#### Material for this task
+ + + +

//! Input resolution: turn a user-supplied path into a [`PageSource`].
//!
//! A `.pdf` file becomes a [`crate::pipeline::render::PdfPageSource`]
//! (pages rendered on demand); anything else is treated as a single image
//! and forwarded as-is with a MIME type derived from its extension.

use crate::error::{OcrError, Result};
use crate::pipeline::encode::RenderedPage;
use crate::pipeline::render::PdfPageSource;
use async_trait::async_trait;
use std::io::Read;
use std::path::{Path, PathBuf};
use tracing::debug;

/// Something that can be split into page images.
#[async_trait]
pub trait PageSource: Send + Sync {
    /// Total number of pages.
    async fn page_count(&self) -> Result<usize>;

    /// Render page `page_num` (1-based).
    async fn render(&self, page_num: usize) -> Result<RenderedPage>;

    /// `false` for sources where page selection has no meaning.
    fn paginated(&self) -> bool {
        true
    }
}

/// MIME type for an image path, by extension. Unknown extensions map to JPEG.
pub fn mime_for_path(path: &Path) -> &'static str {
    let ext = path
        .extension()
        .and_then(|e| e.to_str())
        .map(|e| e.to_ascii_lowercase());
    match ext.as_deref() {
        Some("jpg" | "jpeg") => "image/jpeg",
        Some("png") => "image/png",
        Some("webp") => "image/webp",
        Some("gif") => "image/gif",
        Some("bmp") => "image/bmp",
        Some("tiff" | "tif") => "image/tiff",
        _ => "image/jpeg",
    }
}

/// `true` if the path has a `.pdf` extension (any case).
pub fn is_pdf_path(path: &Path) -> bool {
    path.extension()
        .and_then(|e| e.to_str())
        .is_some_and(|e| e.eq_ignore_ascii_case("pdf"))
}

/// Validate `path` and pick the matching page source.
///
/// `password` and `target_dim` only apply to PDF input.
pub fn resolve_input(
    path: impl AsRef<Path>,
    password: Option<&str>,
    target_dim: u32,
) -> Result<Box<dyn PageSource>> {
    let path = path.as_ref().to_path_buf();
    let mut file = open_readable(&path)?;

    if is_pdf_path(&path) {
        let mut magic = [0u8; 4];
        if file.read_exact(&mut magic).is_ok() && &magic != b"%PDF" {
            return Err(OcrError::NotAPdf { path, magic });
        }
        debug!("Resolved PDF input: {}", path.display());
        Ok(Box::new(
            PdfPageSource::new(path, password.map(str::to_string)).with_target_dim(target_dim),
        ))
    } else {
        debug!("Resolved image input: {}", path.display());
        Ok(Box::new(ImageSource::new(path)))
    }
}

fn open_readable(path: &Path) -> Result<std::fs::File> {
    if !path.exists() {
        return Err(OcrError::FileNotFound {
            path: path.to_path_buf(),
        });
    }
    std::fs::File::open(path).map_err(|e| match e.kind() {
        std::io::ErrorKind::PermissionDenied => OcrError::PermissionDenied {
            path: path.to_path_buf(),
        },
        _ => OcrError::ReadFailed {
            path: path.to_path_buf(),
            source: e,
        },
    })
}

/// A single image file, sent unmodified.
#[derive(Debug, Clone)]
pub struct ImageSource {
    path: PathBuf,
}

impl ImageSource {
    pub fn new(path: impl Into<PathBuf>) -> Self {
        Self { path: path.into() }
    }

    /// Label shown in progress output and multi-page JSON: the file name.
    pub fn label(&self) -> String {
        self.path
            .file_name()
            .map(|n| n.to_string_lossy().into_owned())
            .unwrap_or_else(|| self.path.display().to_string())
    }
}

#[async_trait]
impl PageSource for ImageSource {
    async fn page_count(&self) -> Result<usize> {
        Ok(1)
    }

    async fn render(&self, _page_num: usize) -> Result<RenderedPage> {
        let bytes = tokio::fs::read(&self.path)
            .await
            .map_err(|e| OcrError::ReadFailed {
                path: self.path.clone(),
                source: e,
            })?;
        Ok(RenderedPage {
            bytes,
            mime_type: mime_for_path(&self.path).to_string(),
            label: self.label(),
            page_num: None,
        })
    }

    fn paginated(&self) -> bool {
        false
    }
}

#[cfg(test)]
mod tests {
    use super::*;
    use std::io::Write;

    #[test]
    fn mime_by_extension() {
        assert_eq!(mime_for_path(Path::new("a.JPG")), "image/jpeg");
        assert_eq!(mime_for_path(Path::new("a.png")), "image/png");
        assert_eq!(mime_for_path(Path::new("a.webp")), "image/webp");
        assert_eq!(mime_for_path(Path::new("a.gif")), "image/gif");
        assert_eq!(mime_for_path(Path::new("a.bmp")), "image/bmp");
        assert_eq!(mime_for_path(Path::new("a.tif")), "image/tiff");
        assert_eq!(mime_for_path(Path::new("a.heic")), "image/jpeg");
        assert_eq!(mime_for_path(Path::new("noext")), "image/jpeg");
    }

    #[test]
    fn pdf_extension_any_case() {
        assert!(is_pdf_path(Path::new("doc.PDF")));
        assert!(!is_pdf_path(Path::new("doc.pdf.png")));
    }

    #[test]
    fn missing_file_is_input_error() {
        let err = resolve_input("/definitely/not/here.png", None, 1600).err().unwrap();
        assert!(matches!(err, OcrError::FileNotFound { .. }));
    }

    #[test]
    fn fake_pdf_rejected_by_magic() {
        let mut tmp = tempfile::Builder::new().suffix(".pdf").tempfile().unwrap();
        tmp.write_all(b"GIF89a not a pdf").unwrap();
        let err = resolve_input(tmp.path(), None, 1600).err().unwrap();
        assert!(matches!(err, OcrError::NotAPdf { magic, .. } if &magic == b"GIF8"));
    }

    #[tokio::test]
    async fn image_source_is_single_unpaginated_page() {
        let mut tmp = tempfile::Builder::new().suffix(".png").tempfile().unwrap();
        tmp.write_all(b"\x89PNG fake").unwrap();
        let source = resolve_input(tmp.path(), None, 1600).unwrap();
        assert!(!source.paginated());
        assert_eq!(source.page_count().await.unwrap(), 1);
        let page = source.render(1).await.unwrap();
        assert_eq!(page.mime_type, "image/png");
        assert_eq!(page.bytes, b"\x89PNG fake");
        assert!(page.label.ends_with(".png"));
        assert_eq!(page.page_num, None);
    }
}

+ + + +

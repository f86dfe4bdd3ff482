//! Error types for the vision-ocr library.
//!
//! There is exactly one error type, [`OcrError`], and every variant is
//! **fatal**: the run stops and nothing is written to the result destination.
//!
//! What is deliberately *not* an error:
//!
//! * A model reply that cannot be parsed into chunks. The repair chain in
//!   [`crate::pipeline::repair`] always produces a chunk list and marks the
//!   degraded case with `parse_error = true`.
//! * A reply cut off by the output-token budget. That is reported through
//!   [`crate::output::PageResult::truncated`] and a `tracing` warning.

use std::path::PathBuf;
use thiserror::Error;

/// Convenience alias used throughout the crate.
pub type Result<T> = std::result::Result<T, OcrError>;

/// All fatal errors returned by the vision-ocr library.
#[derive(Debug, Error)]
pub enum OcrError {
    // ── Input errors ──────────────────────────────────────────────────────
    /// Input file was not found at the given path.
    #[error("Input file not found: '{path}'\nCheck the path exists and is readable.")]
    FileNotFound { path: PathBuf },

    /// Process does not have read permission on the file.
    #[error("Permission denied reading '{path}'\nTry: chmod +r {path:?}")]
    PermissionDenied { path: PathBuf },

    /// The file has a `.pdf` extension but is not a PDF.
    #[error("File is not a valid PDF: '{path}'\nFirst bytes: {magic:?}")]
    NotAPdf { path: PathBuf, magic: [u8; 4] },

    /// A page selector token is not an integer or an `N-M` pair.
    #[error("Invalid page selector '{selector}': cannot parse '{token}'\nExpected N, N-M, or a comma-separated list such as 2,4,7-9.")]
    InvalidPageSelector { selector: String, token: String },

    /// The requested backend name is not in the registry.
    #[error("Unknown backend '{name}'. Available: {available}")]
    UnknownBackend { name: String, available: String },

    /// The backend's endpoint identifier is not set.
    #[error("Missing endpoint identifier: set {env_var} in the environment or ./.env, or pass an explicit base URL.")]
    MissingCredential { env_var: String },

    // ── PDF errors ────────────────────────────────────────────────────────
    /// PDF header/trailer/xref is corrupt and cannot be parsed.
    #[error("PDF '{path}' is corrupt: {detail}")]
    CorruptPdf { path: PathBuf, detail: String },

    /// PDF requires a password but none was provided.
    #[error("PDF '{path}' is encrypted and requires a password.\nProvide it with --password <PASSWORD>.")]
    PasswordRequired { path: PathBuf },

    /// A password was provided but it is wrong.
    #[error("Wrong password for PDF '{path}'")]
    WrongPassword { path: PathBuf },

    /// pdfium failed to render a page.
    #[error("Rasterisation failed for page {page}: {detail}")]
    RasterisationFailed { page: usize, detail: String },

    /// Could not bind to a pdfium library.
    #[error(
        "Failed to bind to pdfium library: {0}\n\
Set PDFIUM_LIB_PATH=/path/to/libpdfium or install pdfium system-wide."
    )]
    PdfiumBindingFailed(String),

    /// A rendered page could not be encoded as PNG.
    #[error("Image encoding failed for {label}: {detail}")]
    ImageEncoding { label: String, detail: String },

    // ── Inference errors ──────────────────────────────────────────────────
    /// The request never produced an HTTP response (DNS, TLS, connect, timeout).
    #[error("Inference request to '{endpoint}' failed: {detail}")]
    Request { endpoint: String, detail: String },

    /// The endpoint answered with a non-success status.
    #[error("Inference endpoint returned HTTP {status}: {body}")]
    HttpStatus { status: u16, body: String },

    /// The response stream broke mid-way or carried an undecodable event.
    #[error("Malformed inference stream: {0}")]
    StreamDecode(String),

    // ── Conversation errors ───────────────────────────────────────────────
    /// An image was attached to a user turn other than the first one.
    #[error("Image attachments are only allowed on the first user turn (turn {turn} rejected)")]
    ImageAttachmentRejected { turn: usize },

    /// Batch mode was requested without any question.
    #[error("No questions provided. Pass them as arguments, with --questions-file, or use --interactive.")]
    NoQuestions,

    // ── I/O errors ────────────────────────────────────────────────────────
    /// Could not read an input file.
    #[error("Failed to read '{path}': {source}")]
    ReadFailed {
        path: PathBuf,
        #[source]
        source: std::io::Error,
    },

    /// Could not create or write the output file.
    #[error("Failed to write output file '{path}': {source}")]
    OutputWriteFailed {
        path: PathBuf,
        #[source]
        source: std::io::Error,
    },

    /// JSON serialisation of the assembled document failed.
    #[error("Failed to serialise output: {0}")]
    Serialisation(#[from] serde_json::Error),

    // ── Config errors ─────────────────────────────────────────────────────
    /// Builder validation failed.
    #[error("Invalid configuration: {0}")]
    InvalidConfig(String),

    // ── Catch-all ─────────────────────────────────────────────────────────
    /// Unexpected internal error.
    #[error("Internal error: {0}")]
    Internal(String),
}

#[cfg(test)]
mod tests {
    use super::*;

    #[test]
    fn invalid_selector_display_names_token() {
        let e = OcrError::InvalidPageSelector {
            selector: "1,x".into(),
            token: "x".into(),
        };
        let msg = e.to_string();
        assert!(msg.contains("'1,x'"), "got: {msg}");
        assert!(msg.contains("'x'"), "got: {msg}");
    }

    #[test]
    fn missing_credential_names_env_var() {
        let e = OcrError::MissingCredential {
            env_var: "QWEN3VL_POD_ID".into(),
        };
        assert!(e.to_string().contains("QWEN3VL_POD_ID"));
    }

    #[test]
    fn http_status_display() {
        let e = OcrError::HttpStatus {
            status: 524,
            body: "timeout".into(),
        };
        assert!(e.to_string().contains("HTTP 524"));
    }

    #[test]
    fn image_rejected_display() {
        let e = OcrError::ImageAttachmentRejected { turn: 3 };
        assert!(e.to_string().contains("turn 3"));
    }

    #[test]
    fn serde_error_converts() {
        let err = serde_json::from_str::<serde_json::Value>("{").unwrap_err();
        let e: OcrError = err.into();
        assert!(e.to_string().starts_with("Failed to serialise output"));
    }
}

+ + + +

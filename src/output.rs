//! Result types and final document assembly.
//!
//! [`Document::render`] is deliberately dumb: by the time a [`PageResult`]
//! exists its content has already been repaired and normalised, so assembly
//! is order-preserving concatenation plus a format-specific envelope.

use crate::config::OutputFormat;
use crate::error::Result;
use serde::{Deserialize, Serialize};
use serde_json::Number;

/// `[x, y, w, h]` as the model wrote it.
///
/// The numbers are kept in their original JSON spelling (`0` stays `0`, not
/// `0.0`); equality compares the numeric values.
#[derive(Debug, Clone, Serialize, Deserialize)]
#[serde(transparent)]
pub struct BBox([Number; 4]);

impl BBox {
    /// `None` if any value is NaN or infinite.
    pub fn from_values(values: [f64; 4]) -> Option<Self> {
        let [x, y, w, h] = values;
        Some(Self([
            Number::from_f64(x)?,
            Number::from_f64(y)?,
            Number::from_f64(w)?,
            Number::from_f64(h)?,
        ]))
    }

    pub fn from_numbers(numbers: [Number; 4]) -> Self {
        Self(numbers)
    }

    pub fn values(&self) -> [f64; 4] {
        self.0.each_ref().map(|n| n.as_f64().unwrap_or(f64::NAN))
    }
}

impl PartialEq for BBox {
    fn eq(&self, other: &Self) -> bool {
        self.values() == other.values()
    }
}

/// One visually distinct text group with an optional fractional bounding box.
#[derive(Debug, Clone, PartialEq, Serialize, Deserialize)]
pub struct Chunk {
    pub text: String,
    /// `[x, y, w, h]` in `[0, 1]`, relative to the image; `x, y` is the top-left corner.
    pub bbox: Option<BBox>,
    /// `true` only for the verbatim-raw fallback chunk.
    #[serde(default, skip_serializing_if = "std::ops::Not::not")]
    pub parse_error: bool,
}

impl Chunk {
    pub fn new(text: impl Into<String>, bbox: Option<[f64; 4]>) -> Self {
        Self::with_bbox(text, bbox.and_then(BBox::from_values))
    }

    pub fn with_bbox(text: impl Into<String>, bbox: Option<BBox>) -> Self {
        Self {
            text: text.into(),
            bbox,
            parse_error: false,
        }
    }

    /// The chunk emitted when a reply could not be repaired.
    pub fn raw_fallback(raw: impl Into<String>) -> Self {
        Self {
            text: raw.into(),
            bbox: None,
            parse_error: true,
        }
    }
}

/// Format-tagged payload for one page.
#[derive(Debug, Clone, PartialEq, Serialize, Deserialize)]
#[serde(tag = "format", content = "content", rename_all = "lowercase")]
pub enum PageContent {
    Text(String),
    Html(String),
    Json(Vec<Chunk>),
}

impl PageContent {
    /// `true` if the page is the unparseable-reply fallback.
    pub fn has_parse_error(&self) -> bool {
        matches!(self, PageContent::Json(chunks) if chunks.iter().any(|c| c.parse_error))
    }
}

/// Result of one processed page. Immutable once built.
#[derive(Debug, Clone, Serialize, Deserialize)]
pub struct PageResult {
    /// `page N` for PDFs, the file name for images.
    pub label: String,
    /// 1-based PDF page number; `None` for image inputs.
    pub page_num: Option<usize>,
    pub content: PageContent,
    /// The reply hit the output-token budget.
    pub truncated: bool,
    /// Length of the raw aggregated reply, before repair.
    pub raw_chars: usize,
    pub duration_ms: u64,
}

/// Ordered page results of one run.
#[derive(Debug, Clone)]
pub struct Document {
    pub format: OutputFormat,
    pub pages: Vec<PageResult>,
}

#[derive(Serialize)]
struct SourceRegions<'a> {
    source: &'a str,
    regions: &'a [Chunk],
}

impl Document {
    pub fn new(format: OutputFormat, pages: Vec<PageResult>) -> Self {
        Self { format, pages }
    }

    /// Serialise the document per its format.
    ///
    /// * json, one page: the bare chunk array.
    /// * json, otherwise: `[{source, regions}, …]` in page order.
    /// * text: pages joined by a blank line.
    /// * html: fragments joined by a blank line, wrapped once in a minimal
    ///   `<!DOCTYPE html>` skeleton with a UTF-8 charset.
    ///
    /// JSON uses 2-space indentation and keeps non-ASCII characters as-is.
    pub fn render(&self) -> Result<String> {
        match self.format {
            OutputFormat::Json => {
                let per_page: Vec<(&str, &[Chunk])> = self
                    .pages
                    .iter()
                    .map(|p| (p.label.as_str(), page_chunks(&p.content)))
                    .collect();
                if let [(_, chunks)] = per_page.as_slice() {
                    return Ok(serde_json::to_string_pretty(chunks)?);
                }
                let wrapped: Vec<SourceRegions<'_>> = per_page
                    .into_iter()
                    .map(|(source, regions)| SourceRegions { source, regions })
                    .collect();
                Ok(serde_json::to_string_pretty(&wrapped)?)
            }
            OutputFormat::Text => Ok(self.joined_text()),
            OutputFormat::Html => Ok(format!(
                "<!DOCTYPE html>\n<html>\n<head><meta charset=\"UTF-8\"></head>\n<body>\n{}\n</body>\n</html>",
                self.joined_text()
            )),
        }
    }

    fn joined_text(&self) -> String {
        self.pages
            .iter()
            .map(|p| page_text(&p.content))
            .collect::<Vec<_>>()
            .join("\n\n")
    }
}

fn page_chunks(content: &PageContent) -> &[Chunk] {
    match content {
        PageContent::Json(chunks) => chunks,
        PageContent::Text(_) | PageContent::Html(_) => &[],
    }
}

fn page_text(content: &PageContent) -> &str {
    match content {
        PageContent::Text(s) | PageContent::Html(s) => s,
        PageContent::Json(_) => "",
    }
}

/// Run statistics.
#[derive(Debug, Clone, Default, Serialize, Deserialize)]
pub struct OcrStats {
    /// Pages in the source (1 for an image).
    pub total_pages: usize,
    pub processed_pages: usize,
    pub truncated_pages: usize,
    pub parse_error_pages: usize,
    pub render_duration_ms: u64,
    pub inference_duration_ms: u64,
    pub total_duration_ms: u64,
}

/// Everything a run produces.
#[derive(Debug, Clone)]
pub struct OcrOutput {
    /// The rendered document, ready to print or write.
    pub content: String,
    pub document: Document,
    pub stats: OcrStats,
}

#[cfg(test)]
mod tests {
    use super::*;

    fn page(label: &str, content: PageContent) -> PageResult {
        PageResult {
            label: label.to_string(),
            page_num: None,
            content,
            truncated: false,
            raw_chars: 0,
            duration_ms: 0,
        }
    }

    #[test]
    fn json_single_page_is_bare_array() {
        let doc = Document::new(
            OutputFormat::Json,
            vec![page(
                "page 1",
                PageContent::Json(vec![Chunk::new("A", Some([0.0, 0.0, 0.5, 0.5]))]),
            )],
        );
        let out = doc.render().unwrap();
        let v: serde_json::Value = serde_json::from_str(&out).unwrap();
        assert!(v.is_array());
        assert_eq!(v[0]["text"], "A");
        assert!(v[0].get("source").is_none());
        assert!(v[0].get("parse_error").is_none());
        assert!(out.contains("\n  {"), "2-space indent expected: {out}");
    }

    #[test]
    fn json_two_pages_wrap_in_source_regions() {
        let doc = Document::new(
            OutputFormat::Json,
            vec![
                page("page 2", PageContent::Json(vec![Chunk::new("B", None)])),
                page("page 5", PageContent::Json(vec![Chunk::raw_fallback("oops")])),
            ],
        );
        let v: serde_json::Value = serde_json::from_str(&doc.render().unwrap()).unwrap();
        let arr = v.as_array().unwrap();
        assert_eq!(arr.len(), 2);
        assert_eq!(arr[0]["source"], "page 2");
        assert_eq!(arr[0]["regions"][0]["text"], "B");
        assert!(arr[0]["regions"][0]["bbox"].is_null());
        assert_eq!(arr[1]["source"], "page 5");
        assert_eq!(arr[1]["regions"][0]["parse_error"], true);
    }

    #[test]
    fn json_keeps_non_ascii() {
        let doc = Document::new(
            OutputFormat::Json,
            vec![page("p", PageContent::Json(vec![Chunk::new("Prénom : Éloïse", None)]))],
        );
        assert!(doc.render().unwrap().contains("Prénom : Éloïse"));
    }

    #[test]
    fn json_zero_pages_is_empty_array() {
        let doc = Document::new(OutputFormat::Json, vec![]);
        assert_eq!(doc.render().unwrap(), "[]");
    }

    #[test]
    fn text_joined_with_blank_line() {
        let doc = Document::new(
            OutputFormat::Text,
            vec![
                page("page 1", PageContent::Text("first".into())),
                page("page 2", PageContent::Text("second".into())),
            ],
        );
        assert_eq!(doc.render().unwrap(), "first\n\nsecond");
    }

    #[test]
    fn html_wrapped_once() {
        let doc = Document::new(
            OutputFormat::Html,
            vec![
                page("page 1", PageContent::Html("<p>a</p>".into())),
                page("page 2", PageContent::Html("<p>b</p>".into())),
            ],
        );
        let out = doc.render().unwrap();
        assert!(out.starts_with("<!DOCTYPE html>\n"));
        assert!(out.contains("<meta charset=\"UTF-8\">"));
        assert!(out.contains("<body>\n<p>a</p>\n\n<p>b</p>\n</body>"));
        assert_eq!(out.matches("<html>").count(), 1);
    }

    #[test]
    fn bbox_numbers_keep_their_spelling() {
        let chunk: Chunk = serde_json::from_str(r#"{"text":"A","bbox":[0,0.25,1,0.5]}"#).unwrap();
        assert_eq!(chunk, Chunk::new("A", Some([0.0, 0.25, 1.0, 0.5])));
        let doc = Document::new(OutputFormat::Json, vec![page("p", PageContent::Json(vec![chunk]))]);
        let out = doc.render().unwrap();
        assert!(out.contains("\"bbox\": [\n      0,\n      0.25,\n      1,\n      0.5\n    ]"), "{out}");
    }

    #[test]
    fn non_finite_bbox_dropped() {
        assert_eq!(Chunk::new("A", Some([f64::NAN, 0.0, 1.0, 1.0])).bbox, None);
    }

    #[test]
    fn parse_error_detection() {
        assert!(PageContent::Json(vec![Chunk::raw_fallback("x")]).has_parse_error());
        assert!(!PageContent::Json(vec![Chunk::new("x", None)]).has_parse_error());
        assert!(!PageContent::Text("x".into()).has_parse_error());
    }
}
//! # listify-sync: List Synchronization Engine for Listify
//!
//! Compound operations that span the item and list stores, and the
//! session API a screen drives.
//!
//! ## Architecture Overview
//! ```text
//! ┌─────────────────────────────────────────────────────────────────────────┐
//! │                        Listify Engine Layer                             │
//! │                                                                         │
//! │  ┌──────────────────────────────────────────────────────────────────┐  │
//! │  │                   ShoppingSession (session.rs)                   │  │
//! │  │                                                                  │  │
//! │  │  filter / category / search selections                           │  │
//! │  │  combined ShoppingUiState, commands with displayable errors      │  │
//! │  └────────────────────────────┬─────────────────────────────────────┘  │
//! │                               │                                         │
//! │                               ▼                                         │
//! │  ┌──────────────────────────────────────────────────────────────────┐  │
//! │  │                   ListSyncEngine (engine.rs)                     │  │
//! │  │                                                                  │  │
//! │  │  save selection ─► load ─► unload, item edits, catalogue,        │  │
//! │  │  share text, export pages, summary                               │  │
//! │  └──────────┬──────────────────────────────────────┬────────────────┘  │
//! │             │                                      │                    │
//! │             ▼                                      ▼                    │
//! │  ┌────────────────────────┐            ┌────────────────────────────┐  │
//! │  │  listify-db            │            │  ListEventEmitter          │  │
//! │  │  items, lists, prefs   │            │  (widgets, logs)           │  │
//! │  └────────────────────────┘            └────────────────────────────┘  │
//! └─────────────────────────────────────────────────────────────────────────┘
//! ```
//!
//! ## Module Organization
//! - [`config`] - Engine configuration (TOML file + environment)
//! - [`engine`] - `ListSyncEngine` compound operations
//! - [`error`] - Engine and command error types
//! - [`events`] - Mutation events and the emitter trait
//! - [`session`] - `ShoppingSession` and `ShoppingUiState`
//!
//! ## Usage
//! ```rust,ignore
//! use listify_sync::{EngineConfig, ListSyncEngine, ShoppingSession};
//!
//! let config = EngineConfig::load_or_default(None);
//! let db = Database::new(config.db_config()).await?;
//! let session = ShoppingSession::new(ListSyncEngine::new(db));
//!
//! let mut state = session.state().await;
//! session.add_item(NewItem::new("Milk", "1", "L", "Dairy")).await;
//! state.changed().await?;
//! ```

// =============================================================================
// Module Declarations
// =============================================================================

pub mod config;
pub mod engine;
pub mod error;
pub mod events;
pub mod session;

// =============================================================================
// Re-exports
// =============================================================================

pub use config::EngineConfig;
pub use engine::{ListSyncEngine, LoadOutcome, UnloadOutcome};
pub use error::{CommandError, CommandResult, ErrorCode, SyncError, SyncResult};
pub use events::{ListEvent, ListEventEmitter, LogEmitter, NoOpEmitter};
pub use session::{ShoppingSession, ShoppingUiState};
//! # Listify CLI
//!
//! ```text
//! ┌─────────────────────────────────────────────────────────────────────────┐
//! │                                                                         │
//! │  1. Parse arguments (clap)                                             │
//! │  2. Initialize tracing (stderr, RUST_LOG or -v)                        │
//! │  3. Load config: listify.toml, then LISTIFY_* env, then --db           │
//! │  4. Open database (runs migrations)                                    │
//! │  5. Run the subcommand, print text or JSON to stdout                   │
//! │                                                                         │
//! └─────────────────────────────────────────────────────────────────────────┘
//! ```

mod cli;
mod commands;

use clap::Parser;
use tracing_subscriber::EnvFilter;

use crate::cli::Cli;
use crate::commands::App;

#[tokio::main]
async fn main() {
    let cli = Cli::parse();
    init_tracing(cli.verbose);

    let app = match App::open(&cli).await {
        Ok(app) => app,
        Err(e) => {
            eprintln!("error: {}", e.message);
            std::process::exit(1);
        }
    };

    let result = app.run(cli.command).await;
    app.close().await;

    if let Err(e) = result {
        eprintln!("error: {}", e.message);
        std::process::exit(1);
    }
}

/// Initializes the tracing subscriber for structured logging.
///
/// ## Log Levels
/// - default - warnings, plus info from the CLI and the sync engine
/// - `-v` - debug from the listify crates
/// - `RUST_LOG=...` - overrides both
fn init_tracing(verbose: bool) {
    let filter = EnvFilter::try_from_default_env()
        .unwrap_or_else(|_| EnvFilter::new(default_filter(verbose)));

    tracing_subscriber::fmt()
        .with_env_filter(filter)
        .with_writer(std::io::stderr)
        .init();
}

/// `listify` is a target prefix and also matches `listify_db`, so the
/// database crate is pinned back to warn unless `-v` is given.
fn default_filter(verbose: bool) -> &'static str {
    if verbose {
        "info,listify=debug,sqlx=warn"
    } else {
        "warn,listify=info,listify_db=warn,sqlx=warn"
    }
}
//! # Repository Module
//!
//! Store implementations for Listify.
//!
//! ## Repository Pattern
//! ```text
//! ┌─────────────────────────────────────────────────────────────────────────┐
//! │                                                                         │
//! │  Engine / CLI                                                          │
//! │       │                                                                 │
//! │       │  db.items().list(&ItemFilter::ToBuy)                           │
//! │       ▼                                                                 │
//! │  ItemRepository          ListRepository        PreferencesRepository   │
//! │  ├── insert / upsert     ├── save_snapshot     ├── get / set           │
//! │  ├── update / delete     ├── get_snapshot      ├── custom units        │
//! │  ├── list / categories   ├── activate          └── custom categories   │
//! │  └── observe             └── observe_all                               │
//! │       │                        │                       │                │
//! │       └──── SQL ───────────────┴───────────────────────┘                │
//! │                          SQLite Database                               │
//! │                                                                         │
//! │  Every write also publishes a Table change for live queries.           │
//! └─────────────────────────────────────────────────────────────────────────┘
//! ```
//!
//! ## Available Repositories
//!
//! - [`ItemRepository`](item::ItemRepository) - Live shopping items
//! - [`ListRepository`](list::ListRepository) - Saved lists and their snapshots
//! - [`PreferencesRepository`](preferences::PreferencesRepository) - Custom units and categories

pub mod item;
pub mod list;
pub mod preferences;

+ + + +

#### Required work
Copy out every line of the data that includes the word "OcrStats".

#### Task response
pub struct OcrStats {
    pub stats: OcrStats,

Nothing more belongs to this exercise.